Prompt: Check each line of the listing below for the string "after", and copy the ones that have it.

Source information:
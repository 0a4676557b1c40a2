//! Small building blocks shared by every assembler.

use tracing::trace;

use crate::cursor::{Token, TokenSource};
use crate::error::DecodeError;

/// Reads the character data of `element` up to its matching end tag.
///
/// The cursor must sit right after `<element>`. Text split across several
/// tokens is concatenated; text of nested elements is dropped.
pub fn extract_text<S: TokenSource + ?Sized>(cursor: &mut S, element: &str) -> Result<String, DecodeError> {
  let mut text = String::new();
  let mut depth = 0usize;

  loop {
    match cursor.next_token()? {
      Token::Text(chunk) if depth == 0 => text.push_str(&chunk),
      Token::Text(_) => {}
      Token::Start(_) => depth += 1,
      Token::End(_) if depth > 0 => depth -= 1,
      Token::End(_) => return Ok(text),
      Token::Eof => return Err(DecodeError::eof_inside(element)),
    }
  }
}

/// Collects the text of every `<child>` directly under `<wrapper>`.
///
/// The cursor must sit right after `<wrapper>`; it is left right after
/// `</wrapper>`. Other children are skipped. Used for genres, styles, urls,
/// name variations and format descriptions.
pub fn extract_child_list<S: TokenSource + ?Sized>(
  cursor: &mut S,
  wrapper: &str,
  child: &str,
) -> Result<Vec<String>, DecodeError> {
  let mut items = Vec::new();

  loop {
    match cursor.next_token()? {
      Token::Start(tag) if tag.name == child => items.push(extract_text(cursor, child)?),
      Token::Start(tag) => skip_element(cursor, &tag.name)?,
      Token::End(_) => return Ok(items),
      Token::Text(_) => {}
      Token::Eof => return Err(DecodeError::eof_inside(wrapper)),
    }
  }
}

/// Consumes the rest of `element`, whatever it contains.
pub fn skip_element<S: TokenSource + ?Sized>(cursor: &mut S, element: &str) -> Result<(), DecodeError> {
  trace!(element, "skipping element");
  let mut depth = 0usize;

  loop {
    match cursor.next_token()? {
      Token::Start(_) => depth += 1,
      Token::End(_) if depth == 0 => return Ok(()),
      Token::End(_) => depth -= 1,
      Token::Text(_) => {}
      Token::Eof => return Err(DecodeError::eof_inside(element)),
    }
  }
}

/// Loops over the children of a wrapper element, handing each start tag to
/// `on_child`, until the wrapper closes.
///
/// `on_child` must consume the child entirely (its own end tag included).
pub fn for_each_child<S, F>(cursor: &mut S, wrapper: &str, mut on_child: F) -> Result<(), DecodeError>
where
  S: TokenSource + ?Sized,
  F: FnMut(&mut S, crate::cursor::StartTag) -> Result<(), DecodeError>,
{
  loop {
    match cursor.next_token()? {
      Token::Start(tag) => on_child(cursor, tag)?,
      Token::End(_) => return Ok(()),
      Token::Text(_) => {}
      Token::Eof => return Err(DecodeError::eof_inside(wrapper)),
    }
  }
}

/// Lenient numeric leaf: empty or malformed text becomes `0`.
pub fn parse_number(raw: &str, field: &'static str) -> u32 {
  let trimmed = raw.trim();
  if trimmed.is_empty() {
    return 0;
  }

  trimmed.parse().unwrap_or_else(|_| {
    trace!(field, value = trimmed, "unparsable number, using 0");
    0
  })
}

/// `"true"` (any case) or `"1"`.
pub fn parse_flag(raw: &str) -> bool {
  let trimmed = raw.trim();
  trimmed.eq_ignore_ascii_case("true") || trimmed == "1"
}

#[cfg(test)]
pub(crate) mod test_support {
  use std::io::Cursor;

  use crate::cursor::{Token, TokenSource, XmlCursor};

  pub type TestCursor = XmlCursor<Cursor<Vec<u8>>>;

  pub fn cursor(xml: &str) -> TestCursor {
    XmlCursor::new(Cursor::new(xml.as_bytes().to_vec()))
  }

  /// Cursor already positioned right after the first start tag, plus that tag.
  pub fn cursor_at_root(xml: &str) -> (TestCursor, crate::cursor::StartTag) {
    let mut c = cursor(xml);
    loop {
      match c.next_token().unwrap() {
        Token::Start(tag) => return (c, tag),
        Token::Eof => panic!("no start tag in fixture"),
        _ => {}
      }
    }
  }
}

Solution:
/// The cursor must sit right after `<element>`. Text split across several
/// The cursor must sit right after `<wrapper>`; it is left right after
  /// Cursor already positioned right after the first start tag, plus that tag.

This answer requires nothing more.